Thursday, June 29, 2006

Shaun Walker Offered Release On Conditional Personal Recognizance

During his bail hearing today, Shaun Walker, previously identified as the Chairman of the National Alliance, was offered release on personal recognizance by U.S. Magistrate David Nuffer pending his trial on Federal hate crime charges upon acceptance of several conditions, or restrictions. Click here for the full story from the Salt Lake Tribune. Updated photo link posted on January 3rd, 2007 courtesy of ABC News.

Judge Nuffer's release order would require that Walker surrender his passport, find a residence in Utah, and have no contact with his two co-defendants, victims or witnesses in this case, or with any other members of the National Alliance or with other groups that have "racial or national sensitivities" as their basis. Walker will remain in the Salt Lake County Jail at least until July 5th, the date Nuffer set for another hearing to get confirmation that the living arrangements have been made. The 38-year-old Walker was transferred over the weekend to Utah from West Virginia, where the National Alliance is based.

His attorney, Robin Ljungberg, said Walker resigned his position as national chairman of the group after his arrest on June 8th.

Walker and two Salt Lake City members of the organization - Travis D. Massey, 29, who has served as a spokesman in Utah for the group, and Eric G. Egbert - were indicted June 7th on charges of conspiracy to interfere with civil rights and interference with a federally protected activity. A federal grand jury alleges that the three conspired to provoke fights with persons perceived to be "nonwhite" to make them afraid to work, live or appear in public in Salt Lake City.

The indictment says the men assaulted a Mexican-American employee of O'Shucks, a downtown Salt Lake City bar, on Dec. 31, 2002. And on March 15, 2003, Massey assaulted an American Indian man at Port O' Call, another Salt Lake City bar, according to the indictment. Both victims allegedly were targeted because of their ethnic heritage. Each charge carries a maximum punishment of 10 years in prison and a $10,000 fine. Neither the two victims chose to press charges, nor did the State of Utah file charges during the 3 1/2 year interregnum. The three defendants have pleaded not guilty and are scheduled to go to trial on August 21st. Massey and Egbert were released earlier this month under conditions similar to the ones that Nuffer is imposing on Walker.

At Wednesday's hearing, prosecutor Carlos Esqueda argued that Walker is a flight risk and asked the magistrate to keep him behind bars. He said the National Alliance, while professing to be a political organization, is really a hate group with "cells" in the United States and Europe."This is a dangerous group," Esqueda said. "There is this deeper, darker side to the National Alliance." He added that in the past few years, Walker has traveled to European countries, including England and Germany, to given talks to National Alliance members. Ljungberg countered that membership itself in the National Alliance is not a crime. "He's spoken at a number of places, including here in Utah to the Legislature," the defense attorney said. He did not give details of his client's appearance before Utah lawmakers, except that it was before 2003, when Walker was living in Utah.

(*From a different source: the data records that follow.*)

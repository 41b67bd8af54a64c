// ABOUTME: Integration tests for presentation surface traversal and the UI context
// ABOUTME: Covers deterministic topmost resolution and the no-surface condition
//
// SPDX-License-Identifier: MIT OR Apache-2.0
// Copyright (c) 2025 Workoutkit Bridge Project

// Test modules don't need documentation
#![allow(missing_docs)]
// Allow unwrap in tests - tests should panic on failure
#![allow(clippy::unwrap_used)]

mod common;

use workoutkit_bridge::models::PlanSummary;
use workoutkit_bridge::presentation::surface::Surface;
use workoutkit_bridge::presentation::{
    PresentationError, SurfacePresenter, UiContext, WorkoutPresenter,
};

fn summary() -> PlanSummary {
    PlanSummary {
        sport: "running".into(),
        step_count: 3,
        display_name: Some("Tempo".into()),
    }
}

#[test]
fn test_topmost_descends_through_containers() {
    common::init_test_logging();
    // tabs → selected nav → visible detail
    let root = Surface::tabs(
        "main-tabs",
        Surface::navigation("workouts-nav", Surface::view("workout-detail")),
    );
    assert_eq!(root.topmost().name(), "workout-detail");
}

#[test]
fn test_topmost_follows_modal_chain() {
    let root = Surface::view("home").with_presented(
        Surface::view("settings").with_presented(Surface::view("confirmation-sheet")),
    );
    assert_eq!(root.topmost().name(), "confirmation-sheet");
}

#[test]
fn test_topmost_finds_modal_over_container_child() {
    let detail = Surface::view("detail").with_presented(Surface::view("share-sheet"));
    let root = Surface::navigation("nav", detail);
    assert_eq!(root.topmost().name(), "share-sheet");
}

#[test]
fn test_empty_containers_resolve_to_themselves() {
    let root = Surface::NavigationStack {
        name: "empty-nav".into(),
        visible: None,
        presented: None,
    };
    assert_eq!(root.topmost().name(), "empty-nav");
}

#[test]
fn test_empty_container_still_yields_its_modal() {
    let root = Surface::TabContainer {
        name: "tabs".into(),
        selected: None,
        presented: Some(Box::new(Surface::view("onboarding"))),
    };
    assert_eq!(root.topmost().name(), "onboarding");
}

#[test]
fn test_same_tree_always_resolves_to_same_surface() {
    let root = Surface::tabs(
        "tabs",
        Surface::navigation("nav", Surface::view("detail"))
    );
    let first = root.topmost().name().to_owned();
    for _ in 0..10 {
        assert_eq!(root.topmost().name(), first);
    }
}

#[tokio::test]
async fn test_presenter_reports_completion() {
    common::init_test_logging();
    let ui = UiContext::spawn(Some(Surface::navigation(
        "nav",
        Surface::view("workout-list"),
    )));
    let presenter = SurfacePresenter::new(ui);
    assert_eq!(presenter.present(&summary()).await, Ok(()));
}

#[tokio::test]
async fn test_presenter_reports_no_surface() {
    let ui = UiContext::spawn(None);
    let presenter = SurfacePresenter::new(ui);
    assert_eq!(
        presenter.present(&summary()).await,
        Err(PresentationError::NoPresentationSurface)
    );
}

#[tokio::test]
async fn test_presentations_serialize_in_arrival_order() {
    let ui = UiContext::spawn(Some(Surface::view("home")));
    let presenter = SurfacePresenter::new(ui);

    for _ in 0..5 {
        assert_eq!(presenter.present(&summary()).await, Ok(()));
    }
}

#[tokio::test]
async fn test_root_swap_changes_outcome() {
    let ui = UiContext::spawn(Some(Surface::view("home")));
    let presenter = SurfacePresenter::new(ui.clone());
    assert_eq!(presenter.present(&summary()).await, Ok(()));

    ui.set_root(None);
    assert_eq!(
        presenter.present(&summary()).await,
        Err(PresentationError::NoPresentationSurface)
    );
}
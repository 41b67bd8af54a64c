// ABOUTME: Platform capability gate checked before the composition core runs
// ABOUTME: Defines the host OS version type, the minimum requirement, and the gate trait
//
// SPDX-License-Identifier: MIT OR Apache-2.0
// Copyright (c) 2025 Workoutkit Bridge Project

//! # Platform Capability Gate
//!
//! Planned workouts require a minimum host OS version. The gate runs at
//! the bridge boundary before the validator; a failing host produces a
//! rejected call (the distinct "platform unavailable" condition), never
//! one of the core's validation errors.

use serde::{Deserialize, Serialize};
use std::fmt;
use thiserror::Error;

use crate::errors::ErrorCode;

/// Minimum host OS version that supports planned workouts
pub const MIN_PLANNED_WORKOUT_OS: OsVersion = OsVersion::new(17, 0);

/// Host operating system version as a major.minor pair
#[derive(Debug, Clone, Copy, PartialEq, Eq, PartialOrd, Ord, Serialize, Deserialize)]
pub struct OsVersion {
    /// Major version component
    pub major: u32,
    /// Minor version component
    pub minor: u32,
}

impl OsVersion {
    /// Create a version from major and minor components
    #[must_use]
    pub const fn new(major: u32, minor: u32) -> Self {
        Self { major, minor }
    }
}

impl fmt::Display for OsVersion {
    fn fmt(&self, f: &mut fmt::Formatter<'_>) -> fmt::Result {
        write!(f, "{}.{}", self.major, self.minor)
    }
}

/// Capability condition reported when the host is below the minimum.
///
/// Owned by the gate, not the composition core: the bridge surfaces it
/// as a rejected call before any validation runs.
#[derive(Debug, Clone, Copy, PartialEq, Eq, Error)]
#[error("Planned workouts require OS {required} or later; host reports {actual}")]
pub struct PlatformUnavailable {
    /// Minimum version the feature needs
    pub required: OsVersion,
    /// Version the host reported
    pub actual: OsVersion,
}

impl PlatformUnavailable {
    /// Stable code for structured logging and wire payloads
    #[must_use]
    pub const fn code(&self) -> ErrorCode {
        ErrorCode::PlatformUnavailable
    }
}

/// Host capability description consulted by the bridge.
///
/// Implementations report the OS version of the runtime actually hosting
/// the native scheduling framework; the default check compares it
/// against [`MIN_PLANNED_WORKOUT_OS`].
pub trait PlatformGate: Send + Sync {
    /// OS version the host reports
    fn os_version(&self) -> OsVersion;

    /// Whether planned workouts are available on this host
    fn supports_planned_workouts(&self) -> bool {
        self.os_version() >= MIN_PLANNED_WORKOUT_OS
    }

    /// The capability condition for this host, if it fails the gate
    fn unavailable(&self) -> Option<PlatformUnavailable> {
        if self.supports_planned_workouts() {
            None
        } else {
            Some(PlatformUnavailable {
                required: MIN_PLANNED_WORKOUT_OS,
                actual: self.os_version(),
            })
        }
    }
}

/// Fixed host description, for embedders that detect the version once
/// at startup and for tests
#[derive(Debug, Clone, Copy)]
pub struct StaticPlatform {
    version: OsVersion,
}

impl StaticPlatform {
    /// Describe a host running the given OS version
    #[must_use]
    pub const fn new(version: OsVersion) -> Self {
        Self { version }
    }
}

impl PlatformGate for StaticPlatform {
    fn os_version(&self) -> OsVersion {
        self.version
    }
}

#[cfg(test)]
mod tests {
    use super::*;

    #[test]
    fn test_version_ordering() {
        assert!(OsVersion::new(17, 0) >= MIN_PLANNED_WORKOUT_OS);
        assert!(OsVersion::new(17, 4) > OsVersion::new(17, 0));
        assert!(OsVersion::new(16, 7) < MIN_PLANNED_WORKOUT_OS);
        assert!(OsVersion::new(18, 0) > OsVersion::new(17, 9));
    }

    #[test]
    fn test_gate_passes_at_minimum() {
        let host = StaticPlatform::new(OsVersion::new(17, 0));
        assert!(host.supports_planned_workouts());
        assert!(host.unavailable().is_none());
    }

    #[test]
    fn test_gate_rejects_below_minimum() {
        let host = StaticPlatform::new(OsVersion::new(16, 7));
        let condition = host.unavailable().unwrap();
        assert_eq!(condition.code(), ErrorCode::PlatformUnavailable);
        assert_eq!(
            condition.to_string(),
            "Planned workouts require OS 17.0 or later; host reports 16.7"
        );
    }
}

Analysis: The big shocker is the revelation by the defense lawyer that Shaun Walker actually resigned as chairman on June 8th. This is the first I've heard of this. The National Alliance website still identifies Walker as the chairman.

The Tribune reporter also erroneously reported Eric Egbert as a member of the National Alliance. He is a former member, which is why the NA is not offering him the same legal help they've offered Walker and Massey.

The prosecutor deliberately portrays the National Alliance in the blackest possible terms. To characterize Shaun Walker as a flight risk because he traveled to Europe to give speeches to NA members is disngenuous; this was part of his job as chairman. The fact that all 3 have been released on personal recognizance implies the judges believe there's more smoke than fire in the case. Clearly, if there was a problem, the State of Utah would have pressed assault charges much earlier. I also remind readers there's an "officially" unidentified informer involved who was facing charges on an unrelated matter. His testimony has to be considered suspect.